The Nsight VSE experiment configuration allows the user to define the operations per instruction type.
Nsight Visual Studio Edition
Configuring to collect Achieved FLOPS
Execute the menu command Nsight > Start Performance Analysis... to open the Activity Editor
Set Activity Type to Profile CUDA Application
In Experiment Settings set Experiments to Run to Custom
In the Experiment List add Achieved FLOPS
In the middle pane select Achieved FLOPS
In the right pane you can custom the FLOPS per instruction executed. The default weighting is for FMA and RSQ to count as 2. In some cases I have seen RSQ as high as 5.
Run the Analysis Session.
Viewing Achieved FLOPS
In the nvreport open the CUDA Launches report page.
In the CUDA Launches page select a kernel.
In the report correlation pane (bottom left) select Achieved FLOPS
nvprof
Metrics Available (on a K20)
nvprof --query-metrics | grep flop
flops_sp: Number of single-precision floating-point operations executed by non-predicated threads (add, multiply, multiply-accumulate and special)
flops_sp_add: Number of single-precision floating-point add operations executed by non-predicated threads
flops_sp_mul: Number of single-precision floating-point multiply operations executed by non-predicated threads
flops_sp_fma: Number of single-precision floating-point multiply-accumulate operations executed by non-predicated threads
flops_dp: Number of double-precision floating-point operations executed non-predicated threads (add, multiply, multiply-accumulate and special)

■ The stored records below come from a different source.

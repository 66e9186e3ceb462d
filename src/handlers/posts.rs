use axum::{
    Json,
    extract::{Path, State},
    response::Redirect,
};
use chrono::Utc;

use crate::{
    AppState,
    auth::{AuthUser, Viewer},
    error::AppError,
    extract::FormBody,
    models::{Post, PostDetail, PostForm},
    policy,
    repository::{PostFilter, Repository},
    routes::{post_detail_url, profile_url},
};

/// load_post_for_mutation
///
/// The shared edit/delete state machine once the caller is authenticated:
/// missing post is NotFound, a non-author non-superuser is sent back to the
/// post's detail page, anyone else gets the post.
async fn load_post_for_mutation(
    repo: &dyn Repository,
    user: &AuthUser,
    post_id: i64,
) -> Result<Post, AppError> {
    let post = repo.get_post(post_id).await?.ok_or(AppError::NotFound)?;
    let viewer = Viewer::from(user.clone());
    policy::authorize_mutation(&viewer, &post, Some(post.id))
        .into_result()
        .inspect_err(|_| {
            tracing::info!(post_id, user_id = %user.id, "post mutation denied, redirecting to detail");
        })?;
    Ok(post)
}

/// Referenced category and location must exist (published or not).
async fn check_references(repo: &dyn Repository, form: &PostForm) -> Result<(), AppError> {
    if let Some(category_id) = form.category_id {
        if repo.get_category(category_id).await?.is_none() {
            return Err(AppError::validation("selected category does not exist"));
        }
    }
    if let Some(location_id) = form.location_id {
        if repo.get_location(location_id).await?.is_none() {
            return Err(AppError::validation("selected location does not exist"));
        }
    }
    Ok(())
}

/// index
///
/// [Public Route] The front page: every publicly visible post, newest first.
#[utoipa::path(
    get,
    path = "/",
    responses((status = 200, description = "Published posts", body = [Post]))
)]
pub async fn index(State(state): State<AppState>) -> Result<Json<Vec<Post>>, AppError> {
    let posts = state
        .repo
        .published_posts(PostFilter::default(), Utc::now())
        .await?;
    Ok(Json(posts))
}

/// post_detail
///
/// [Public Route] A post with its comments. Hidden posts are reported as
/// missing unless the viewer is the author or a superuser.
#[utoipa::path(
    get,
    path = "/posts/{post_id}/",
    params(("post_id" = i64, Path, description = "Post ID")),
    responses(
        (status = 200, description = "Found", body = PostDetail),
        (status = 404, description = "Absent or hidden")
    )
)]
pub async fn post_detail(
    viewer: Viewer,
    State(state): State<AppState>,
    Path(post_id): Path<i64>,
) -> Result<Json<PostDetail>, AppError> {
    let now = Utc::now();
    let post = state
        .repo
        .get_post(post_id)
        .await?
        .ok_or(AppError::NotFound)?;

    if !policy::can_view_post(&viewer, &post, now) {
        tracing::debug!(post_id, "hidden post masked as not found");
        return Err(AppError::NotFound);
    }

    let comments = state.repo.list_comments(post.id).await?;
    Ok(Json(PostDetail {
        can_edit: policy::can_modify(&viewer, &post),
        can_comment: policy::can_comment(&viewer, &post, now),
        post,
        comments,
    }))
}

/// create_post_form
///
/// [Authenticated Route] Initial values for the create form.
#[utoipa::path(
    get,
    path = "/posts/create/",
    responses((status = 200, description = "Blank form", body = PostForm))
)]
pub async fn create_post_form(_user: AuthUser) -> Json<PostForm> {
    Json(PostForm::initial(Utc::now()))
}

/// create_post
///
/// [Authenticated Route] The caller becomes the author. Redirects to the
/// caller's profile.
#[utoipa::path(
    post,
    path = "/posts/create/",
    request_body(content = PostForm, content_type = "application/x-www-form-urlencoded"),
    responses(
        (status = 303, description = "Created, redirect to own profile"),
        (status = 422, description = "Invalid form")
    )
)]
pub async fn create_post(
    user: AuthUser,
    State(state): State<AppState>,
    FormBody(form): FormBody<PostForm>,
) -> Result<Redirect, AppError> {
    form.validate()?;
    check_references(state.repo.as_ref(), &form).await?;

    let post = state.repo.create_post(user.id, form).await?;
    tracing::info!(post_id = post.id, author = %user.username, "post created");
    Ok(Redirect::to(&profile_url(&user.username)))
}

/// edit_post_form
///
/// [Authenticated Route] Current values of a post, for its author or a superuser.
#[utoipa::path(
    get,
    path = "/posts/{post_id}/edit/",
    params(("post_id" = i64, Path, description = "Post ID")),
    responses(
        (status = 200, description = "Edit form", body = PostForm),
        (status = 303, description = "Not allowed, redirect to detail"),
        (status = 404, description = "Not Found")
    )
)]
pub async fn edit_post_form(
    user: AuthUser,
    State(state): State<AppState>,
    Path(post_id): Path<i64>,
) -> Result<Json<PostForm>, AppError> {
    let post = load_post_for_mutation(state.repo.as_ref(), &user, post_id).await?;
    Ok(Json(PostForm::from(&post)))
}

/// edit_post
///
/// [Authenticated Route] Replaces a post's fields. The author never changes,
/// even when a superuser edits.
#[utoipa::path(
    post,
    path = "/posts/{post_id}/edit/",
    params(("post_id" = i64, Path, description = "Post ID")),
    request_body(content = PostForm, content_type = "application/x-www-form-urlencoded"),
    responses(
        (status = 303, description = "Updated (or not allowed): redirect to detail"),
        (status = 404, description = "Not Found"),
        (status = 422, description = "Invalid form")
    )
)]
pub async fn edit_post(
    user: AuthUser,
    State(state): State<AppState>,
    Path(post_id): Path<i64>,
    FormBody(form): FormBody<PostForm>,
) -> Result<Redirect, AppError> {
    let post = load_post_for_mutation(state.repo.as_ref(), &user, post_id).await?;
    form.validate()?;
    check_references(state.repo.as_ref(), &form).await?;

    state
        .repo
        .update_post(post.id, form)
        .await?
        .ok_or(AppError::NotFound)?;
    Ok(Redirect::to(&post_detail_url(post.id)))
}

/// delete_post_confirm
///
/// [Authenticated Route] Confirmation page for deleting a post.
#[utoipa::path(
    get,
    path = "/posts/{post_id}/delete/",
    params(("post_id" = i64, Path, description = "Post ID")),
    responses(
        (status = 200, description = "Post to delete", body = Post),
        (status = 303, description = "Not allowed, redirect to detail"),
        (status = 404, description = "Not Found")
    )
)]
pub async fn delete_post_confirm(
    user: AuthUser,
    State(state): State<AppState>,
    Path(post_id): Path<i64>,
) -> Result<Json<Post>, AppError> {
    let post = load_post_for_mutation(state.repo.as_ref(), &user, post_id).await?;
    Ok(Json(post))
}

/// delete_post
///
/// [Authenticated Route] Deletes a post and its comments, then redirects to
/// the caller's profile.
#[utoipa::path(
    post,
    path = "/posts/{post_id}/delete/",
    params(("post_id" = i64, Path, description = "Post ID")),
    responses(
        (status = 303, description = "Deleted: redirect to own profile; not allowed: redirect to detail"),
        (status = 404, description = "Not Found")
    )
)]
pub async fn delete_post(
    user: AuthUser,
    State(state): State<AppState>,
    Path(post_id): Path<i64>,
) -> Result<Redirect, AppError> {
    let post = load_post_for_mutation(state.repo.as_ref(), &user, post_id).await?;
    if !state.repo.delete_post(post.id).await? {
        return Err(AppError::NotFound);
    }
    tracing::info!(post_id = post.id, by = %user.username, "post deleted");
    Ok(Redirect::to(&profile_url(&user.username)))
}
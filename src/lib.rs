use axum::{
    Router,
    extract::{FromRef, Request},
    http::HeaderName,
    middleware::{self, Next},
    response::Response,
};
use utoipa::OpenApi;
use utoipa_swagger_ui::SwaggerUi;

use tower::ServiceBuilder;
use tower_http::{
    cors::{Any, CorsLayer},
    request_id::{MakeRequestUuid, PropagateRequestIdLayer, SetRequestIdLayer},
    trace::{DefaultOnResponse, TraceLayer},
};
use tracing::{Level, Span};

// --- Module Structure ---

pub mod auth;
pub mod config;
pub mod error;
pub mod extract;
pub mod handlers;
pub mod listing;
pub mod models;
pub mod policy;
pub mod repository;

// Routers split by access level (Public, Authenticated, Admin).
pub mod routes;
use auth::AuthUser;
use routes::{admin, authenticated, public};

// --- Public Re-exports ---

pub use config::AppConfig;
pub use error::{AppError, RepoError};
pub use repository::{InMemoryRepository, PostgresRepository, RepositoryState};

/// ApiDoc
///
/// OpenAPI document for every page and form endpoint, served at
/// `/api-docs/openapi.json`.
#[derive(OpenApi)]
#[openapi(
    paths(
        handlers::posts::index, handlers::posts::post_detail,
        handlers::posts::create_post_form, handlers::posts::create_post,
        handlers::posts::edit_post_form, handlers::posts::edit_post,
        handlers::posts::delete_post_confirm, handlers::posts::delete_post,
        handlers::comments::add_comment,
        handlers::comments::edit_comment_form, handlers::comments::edit_comment,
        handlers::comments::delete_comment_confirm, handlers::comments::delete_comment,
        handlers::profiles::profile,
        handlers::profiles::edit_profile_form, handlers::profiles::edit_profile,
        handlers::categories::category_posts,
        handlers::admin::list_categories, handlers::admin::create_category,
        handlers::admin::update_category, handlers::admin::delete_category,
        handlers::admin::list_locations, handlers::admin::create_location,
        handlers::admin::update_location, handlers::admin::delete_location,
    ),
    components(
        schemas(
            models::User, models::UserProfile, models::Category, models::Location,
            models::Post, models::Comment, models::PostForm, models::CommentForm,
            models::ProfileForm, models::CategoryForm, models::LocationForm,
            models::PostDetail, models::ProfilePage, models::CategoryPage,
        )
    ),
    tags(
        (name = "blogicum", description = "Blogicum blogging site")
    )
)]
struct ApiDoc;

/// AppState
///
/// Shared, immutable container of the services every request needs.
#[derive(Clone)]
pub struct AppState {
    /// Persistence layer.
    pub repo: RepositoryState,
    pub config: AppConfig,
}

impl FromRef<AppState> for RepositoryState {
    fn from_ref(app_state: &AppState) -> RepositoryState {
        app_state.repo.clone()
    }
}

impl FromRef<AppState> for AppConfig {
    fn from_ref(app_state: &AppState) -> AppConfig {
        app_state.config.clone()
    }
}

/// auth_middleware
///
/// Guards `authenticated_routes`: if `AuthUser` cannot be resolved the
/// extractor rejects with a redirect to the login page before the handler runs.
async fn auth_middleware(_auth_user: AuthUser, request: Request, next: Next) -> Response {
    next.run(request).await
}

/// create_router
///
/// Assembles the routers, the request-id/tracing layers and the shared state.
pub fn create_router(state: AppState) -> Router {
    let cors = CorsLayer::new()
        .allow_methods(Any)
        .allow_origin(Any)
        .allow_headers(Any);

    let x_request_id = HeaderName::from_static("x-request-id");

    let base_router = Router::new()
        .merge(SwaggerUi::new("/swagger-ui").url("/api-docs/openapi.json", ApiDoc::openapi()))
        .merge(public::public_routes())
        .merge(
            authenticated::authenticated_routes().route_layer(middleware::from_fn_with_state(
                state.clone(),
                auth_middleware,
            )),
        )
        // Superuser check happens inside the handlers.
        .nest("/admin", admin::admin_routes())
        .with_state(state);

    base_router
        .layer(
            ServiceBuilder::new()
                .layer(SetRequestIdLayer::new(x_request_id.clone(), MakeRequestUuid))
                .layer(
                    TraceLayer::new_for_http()
                        .make_span_with(trace_span_logger)
                        .on_response(
                            DefaultOnResponse::new()
                                .level(Level::INFO)
                                .latency_unit(tower_http::LatencyUnit::Millis),
                        ),
                )
                .layer(PropagateRequestIdLayer::new(x_request_id)),
        )
        .layer(cors)
}

/// trace_span_logger
///
/// One `http_request` span per request, tagged with the `x-request-id` set above.
fn trace_span_logger(request: &axum::http::Request<axum::body::Body>) -> Span {
    let request_id = request
        .headers()
        .get("x-request-id")
        .and_then(|value| value.to_str().ok())
        .unwrap_or("unknown");

    tracing::info_span!(
        "http_request",
        method = ?request.method(),
        uri = ?request.uri(),
        req_id = %request_id,
    )
}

flops_dp_add: Number of double-precision floating-point add operations executed by non-predicated threads
flops_dp_mul: Number of double-precision floating-point multiply operations executed by non-predicated threads
flops_dp_fma: Number of double-precision floating-point multiply-accumulate operations executed by non-predicated threads
flops_sp_special: Number of single-precision floating-point special operations executed by non-predicated threads
flop_sp_efficiency: Ratio of achieved to peak single-precision floating-point operations
flop_dp_efficiency: Ratio of achieved to peak double-precision floating-point operations
Collection and Results
nvprof --devices 0 --metrics flops_sp --metrics flops_sp_add --metrics flops_sp_mul --metrics flops_sp_fma matrixMul.exe
[Matrix Multiply Using CUDA] - Starting...
==2452== NVPROF is profiling process 2452, command: matrixMul.exe
GPU Device 0: "Tesla K20c" with compute capability 3.5
MatrixA(320,320), MatrixB(640,320)
Computing result using CUDA Kernel...
done
Performance= 6.18 GFlop/s, Time= 21.196 msec, Size= 131072000 Ops, WorkgroupSize= 1024 threads/block
Checking computed result for correctness: OK
Note: For peak performance, please refer to the matrixMulCUBLAS example.

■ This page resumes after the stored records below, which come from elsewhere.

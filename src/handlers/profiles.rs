use axum::{
    Json,
    extract::{Path, State},
    response::Redirect,
};
use chrono::Utc;

use crate::{
    AppState,
    auth::{AuthUser, Viewer},
    error::AppError,
    extract::FormBody,
    listing,
    models::{ProfileForm, ProfilePage, UserProfile},
    routes::profile_url,
};

/// profile
///
/// [Public Route] A user's page. The owner also sees drafts and scheduled posts.
#[utoipa::path(
    get,
    path = "/profile/{username}/",
    params(("username" = String, Path, description = "Username")),
    responses(
        (status = 200, description = "Profile and posts", body = ProfilePage),
        (status = 404, description = "No such user")
    )
)]
pub async fn profile(
    viewer: Viewer,
    State(state): State<AppState>,
    Path(username): Path<String>,
) -> Result<Json<ProfilePage>, AppError> {
    let (owner, posts) =
        listing::list_for_profile(state.repo.as_ref(), &viewer, &username, Utc::now()).await?;
    Ok(Json(ProfilePage {
        profile: UserProfile::from(owner),
        posts,
    }))
}

/// edit_profile_form
///
/// [Authenticated Route] The caller's current profile fields.
#[utoipa::path(
    get,
    path = "/profile/edit/",
    responses((status = 200, description = "Profile form", body = ProfileForm))
)]
pub async fn edit_profile_form(
    user: AuthUser,
    State(state): State<AppState>,
) -> Result<Json<ProfileForm>, AppError> {
    let account = state
        .repo
        .get_user(user.id)
        .await?
        .ok_or(AppError::NotFound)?;
    Ok(Json(ProfileForm::from(&account)))
}

/// edit_profile
///
/// [Authenticated Route] Updates the caller's own profile. The redirect uses
/// the username as saved, which may just have changed.
#[utoipa::path(
    post,
    path = "/profile/edit/",
    request_body(content = ProfileForm, content_type = "application/x-www-form-urlencoded"),
    responses(
        (status = 303, description = "Saved, redirect to own profile"),
        (status = 409, description = "Username taken"),
        (status = 422, description = "Invalid form")
    )
)]
pub async fn edit_profile(
    user: AuthUser,
    State(state): State<AppState>,
    FormBody(form): FormBody<ProfileForm>,
) -> Result<Redirect, AppError> {
    form.validate()?;
    let updated = state
        .repo
        .update_profile(user.id, form)
        .await?
        .ok_or(AppError::NotFound)?;
    Ok(Redirect::to(&profile_url(&updated.username)))
}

==2452== Profiling application: matrixMul.exe
==2452== Profiling result:
==2452== Metric result:
Invocations Metric Name Metric Description Min Max Avg
Device "Tesla K20c (0)"
Kernel: void matrixMulCUDA<int=32>(float*, float*, float*, int, int)

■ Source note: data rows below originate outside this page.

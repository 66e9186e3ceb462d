use async_trait::async_trait;
use chrono::{DateTime, Utc};
use std::collections::BTreeMap;
use tokio::sync::RwLock;
use uuid::Uuid;

use super::{PostFilter, RepoResult, Repository};
use crate::{
    error::RepoError,
    models::{
        Category, CategoryForm, Comment, CommentForm, Location, LocationForm, NewUser, Post,
        PostForm, ProfileForm, User,
    },
    policy,
};

/// Un-joined post row; `Post` is assembled on read.
#[derive(Debug, Clone)]
struct PostRow {
    id: i64,
    title: String,
    text: String,
    pub_date: DateTime<Utc>,
    is_published: bool,
    created_at: DateTime<Utc>,
    author_id: Uuid,
    category_id: Option<i64>,
    location_id: Option<i64>,
    image: Option<String>,
}

#[derive(Debug, Clone)]
struct CommentRow {
    id: i64,
    text: String,
    post_id: i64,
    author_id: Uuid,
    is_published: bool,
    created_at: DateTime<Utc>,
}

#[derive(Default)]
struct Tables {
    users: BTreeMap<Uuid, User>,
    categories: BTreeMap<i64, Category>,
    locations: BTreeMap<i64, Location>,
    posts: BTreeMap<i64, PostRow>,
    comments: BTreeMap<i64, CommentRow>,
    next_id: i64,
}

impl Tables {
    fn next_id(&mut self) -> i64 {
        self.next_id += 1;
        self.next_id
    }

    fn join_post(&self, row: &PostRow) -> Option<Post> {
        let author = self.users.get(&row.author_id)?;
        let category = row.category_id.and_then(|id| self.categories.get(&id));
        let location = row.location_id.and_then(|id| self.locations.get(&id));
        let comment_count = self
            .comments
            .values()
            .filter(|c| c.post_id == row.id)
            .count() as i64;

        Some(Post {
            id: row.id,
            title: row.title.clone(),
            text: row.text.clone(),
            pub_date: row.pub_date,
            is_published: row.is_published,
            created_at: row.created_at,
            author_id: row.author_id,
            author_username: author.username.clone(),
            category_id: category.map(|c| c.id),
            category_slug: category.map(|c| c.slug.clone()),
            category_title: category.map(|c| c.title.clone()),
            category_is_published: category.map(|c| c.is_published),
            location_id: location.map(|l| l.id),
            location_name: location.map(|l| l.name.clone()),
            location_is_published: location.map(|l| l.is_published),
            image: row.image.clone(),
            comment_count,
        })
    }

    fn join_comment(&self, row: &CommentRow) -> Comment {
        Comment {
            id: row.id,
            text: row.text.clone(),
            post_id: row.post_id,
            author_id: row.author_id,
            author_username: self
                .users
                .get(&row.author_id)
                .map(|u| u.username.clone())
                .unwrap_or_default(),
            is_published: row.is_published,
            created_at: row.created_at,
        }
    }

    /// Filtered and ordered newest `pub_date` first.
    fn posts_where(&self, keep: impl Fn(&Post) -> bool) -> Vec<Post> {
        let mut posts: Vec<Post> = self
            .posts
            .values()
            .filter_map(|row| self.join_post(row))
            .filter(|post| keep(post))
            .collect();
        posts.sort_by(|a, b| b.pub_date.cmp(&a.pub_date).then(b.id.cmp(&a.id)));
        posts
    }

    fn slug_taken(&self, slug: &str, except: Option<i64>) -> bool {
        self.categories
            .values()
            .any(|c| c.slug == slug && Some(c.id) != except)
    }
}

/// InMemoryRepository
///
/// `Repository` over process-local tables, with the same cascade and
/// set-null rules as the relational schema. Used by the test suites.
#[derive(Default)]
pub struct InMemoryRepository {
    tables: RwLock<Tables>,
}

impl InMemoryRepository {
    pub fn new() -> Self {
        Self::default()
    }
}

#[async_trait]
impl Repository for InMemoryRepository {
    // --- USERS ---

    async fn get_user(&self, id: Uuid) -> RepoResult<Option<User>> {
        Ok(self.tables.read().await.users.get(&id).cloned())
    }

    async fn get_user_by_username(&self, username: &str) -> RepoResult<Option<User>> {
        let tables = self.tables.read().await;
        Ok(tables.users.values().find(|u| u.username == username).cloned())
    }

    async fn create_user(&self, user: NewUser) -> RepoResult<User> {
        let mut tables = self.tables.write().await;
        if tables.users.values().any(|u| u.username == user.username) {
            return Err(RepoError::Conflict("users_username_key".to_string()));
        }
        let created = User {
            id: user.id,
            username: user.username,
            email: user.email,
            is_superuser: user.is_superuser,
            date_joined: Utc::now(),
            ..User::default()
        };
        tables.users.insert(created.id, created.clone());
        Ok(created)
    }

    async fn update_profile(&self, id: Uuid, form: ProfileForm) -> RepoResult<Option<User>> {
        let mut tables = self.tables.write().await;
        let username = form.username.trim().to_string();
        if tables
            .users
            .values()
            .any(|u| u.username == username && u.id != id)
        {
            return Err(RepoError::Conflict("users_username_key".to_string()));
        }
        Ok(tables.users.get_mut(&id).map(|user| {
            user.username = username;
            user.first_name = form.first_name;
            user.last_name = form.last_name;
            user.email = form.email;
            user.clone()
        }))
    }

    // --- CATEGORIES ---

    async fn get_category(&self, id: i64) -> RepoResult<Option<Category>> {
        Ok(self.tables.read().await.categories.get(&id).cloned())
    }

    async fn get_category_by_slug(&self, slug: &str) -> RepoResult<Option<Category>> {
        let tables = self.tables.read().await;
        Ok(tables.categories.values().find(|c| c.slug == slug).cloned())
    }

    async fn list_categories(&self) -> RepoResult<Vec<Category>> {
        let mut categories: Vec<Category> =
            self.tables.read().await.categories.values().cloned().collect();
        categories.sort_by(|a, b| a.title.cmp(&b.title));
        Ok(categories)
    }

    async fn create_category(&self, form: CategoryForm) -> RepoResult<Category> {
        let mut tables = self.tables.write().await;
        if tables.slug_taken(&form.slug, None) {
            return Err(RepoError::Conflict("categories_slug_key".to_string()));
        }
        let category = Category {
            id: tables.next_id(),
            title: form.title.trim().to_string(),
            description: form.description,
            slug: form.slug,
            is_published: form.is_published,
            created_at: Utc::now(),
        };
        tables.categories.insert(category.id, category.clone());
        Ok(category)
    }

    async fn update_category(&self, id: i64, form: CategoryForm) -> RepoResult<Option<Category>> {
        let mut tables = self.tables.write().await;
        if tables.slug_taken(&form.slug, Some(id)) {
            return Err(RepoError::Conflict("categories_slug_key".to_string()));
        }
        Ok(tables.categories.get_mut(&id).map(|category| {
            category.title = form.title.trim().to_string();
            category.description = form.description;
            category.slug = form.slug;
            category.is_published = form.is_published;
            category.clone()
        }))
    }

    async fn delete_category(&self, id: i64) -> RepoResult<bool> {
        let mut tables = self.tables.write().await;
        if tables.categories.remove(&id).is_none() {
            return Ok(false);
        }
        for post in tables.posts.values_mut() {
            if post.category_id == Some(id) {
                post.category_id = None;
            }
        }
        Ok(true)
    }

    // --- LOCATIONS ---

    async fn get_location(&self, id: i64) -> RepoResult<Option<Location>> {
        Ok(self.tables.read().await.locations.get(&id).cloned())
    }

    async fn list_locations(&self) -> RepoResult<Vec<Location>> {
        let mut locations: Vec<Location> =
            self.tables.read().await.locations.values().cloned().collect();
        locations.sort_by(|a, b| a.name.cmp(&b.name));
        Ok(locations)
    }

    async fn create_location(&self, form: LocationForm) -> RepoResult<Location> {
        let mut tables = self.tables.write().await;
        let location = Location {
            id: tables.next_id(),
            name: form.name.trim().to_string(),
            is_published: form.is_published,
            created_at: Utc::now(),
        };
        tables.locations.insert(location.id, location.clone());
        Ok(location)
    }

    async fn update_location(&self, id: i64, form: LocationForm) -> RepoResult<Option<Location>> {
        let mut tables = self.tables.write().await;
        Ok(tables.locations.get_mut(&id).map(|location| {
            location.name = form.name.trim().to_string();
            location.is_published = form.is_published;
            location.clone()
        }))
    }

    async fn delete_location(&self, id: i64) -> RepoResult<bool> {
        let mut tables = self.tables.write().await;
        if tables.locations.remove(&id).is_none() {
            return Ok(false);
        }
        for post in tables.posts.values_mut() {
            if post.location_id == Some(id) {
                post.location_id = None;
            }
        }
        Ok(true)
    }

    // --- POSTS ---

    async fn published_posts(&self, filter: PostFilter, now: DateTime<Utc>) -> RepoResult<Vec<Post>> {
        let tables = self.tables.read().await;
        Ok(tables.posts_where(|post| {
            filter.matches(post) && policy::is_publicly_visible(post, now)
        }))
    }

    async fn all_posts(&self, filter: PostFilter) -> RepoResult<Vec<Post>> {
        let tables = self.tables.read().await;
        Ok(tables.posts_where(|post| filter.matches(post)))
    }

    async fn get_post(&self, id: i64) -> RepoResult<Option<Post>> {
        let tables = self.tables.read().await;
        Ok(tables.posts.get(&id).and_then(|row| tables.join_post(row)))
    }

    async fn create_post(&self, author_id: Uuid, form: PostForm) -> RepoResult<Post> {
        let mut tables = self.tables.write().await;
        let row = PostRow {
            id: tables.next_id(),
            title: form.title.trim().to_string(),
            text: form.text,
            pub_date: form.pub_date,
            is_published: form.is_published,
            created_at: Utc::now(),
            author_id,
            category_id: form.category_id,
            location_id: form.location_id,
            image: form.image,
        };
        let post = tables
            .join_post(&row)
            .ok_or_else(|| RepoError::Database(sqlx::Error::RowNotFound))?;
        tables.posts.insert(row.id, row);
        Ok(post)
    }

    async fn update_post(&self, id: i64, form: PostForm) -> RepoResult<Option<Post>> {
        let mut tables = self.tables.write().await;
        let Some(row) = tables.posts.get_mut(&id) else {
            return Ok(None);
        };
        row.title = form.title.trim().to_string();
        row.text = form.text;
        row.pub_date = form.pub_date;
        row.is_published = form.is_published;
        row.category_id = form.category_id;
        row.location_id = form.location_id;
        row.image = form.image;
        let row = row.clone();
        Ok(tables.join_post(&row))
    }

    async fn delete_post(&self, id: i64) -> RepoResult<bool> {
        let mut tables = self.tables.write().await;
        if tables.posts.remove(&id).is_none() {
            return Ok(false);
        }
        tables.comments.retain(|_, c| c.post_id != id);
        Ok(true)
    }

    // --- COMMENTS ---

    async fn list_comments(&self, post_id: i64) -> RepoResult<Vec<Comment>> {
        let tables = self.tables.read().await;
        let mut comments: Vec<Comment> = tables
            .comments
            .values()
            .filter(|c| c.post_id == post_id)
            .map(|c| tables.join_comment(c))
            .collect();
        comments.sort_by(|a, b| a.created_at.cmp(&b.created_at).then(a.id.cmp(&b.id)));
        Ok(comments)
    }

    async fn get_comment(&self, id: i64) -> RepoResult<Option<Comment>> {
        let tables = self.tables.read().await;
        Ok(tables.comments.get(&id).map(|c| tables.join_comment(c)))
    }

    async fn create_comment(
        &self,
        post_id: i64,
        author_id: Uuid,
        form: CommentForm,
    ) -> RepoResult<Comment> {
        let mut tables = self.tables.write().await;
        if !tables.posts.contains_key(&post_id) || !tables.users.contains_key(&author_id) {
            return Err(RepoError::Database(sqlx::Error::RowNotFound));
        }
        let row = CommentRow {
            id: tables.next_id(),
            text: form.text,
            post_id,
            author_id,
            is_published: true,
            created_at: Utc::now(),
        };
        let comment = tables.join_comment(&row);
        tables.comments.insert(row.id, row);
        Ok(comment)
    }

    async fn update_comment(&self, id: i64, form: CommentForm) -> RepoResult<Option<Comment>> {
        let mut tables = self.tables.write().await;
        let Some(row) = tables.comments.get_mut(&id) else {
            return Ok(None);
        };
        row.text = form.text;
        let row = row.clone();
        Ok(Some(tables.join_comment(&row)))
    }

    async fn delete_comment(&self, id: i64) -> RepoResult<bool> {
        Ok(self.tables.write().await.comments.remove(&id).is_some())
    }
}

301 flops_sp FLOPS(Single) 131072000 131072000 131072000
301 flops_sp_add FLOPS(Single Add) 0 0 0
301 flops_sp_mul FLOPS(Single Mul) 0 0 0
301 flops_sp_fma FLOPS(Single FMA) 65536000 65536000 65536000
NOTE: flops_sp = flops_sp_add + flops_sp_mul + flops_sp_special + (2 * flops_sp_fma) (approximately)
Visual Profiler
The Visual Profiler supports the metrics shown in the nvprof section above.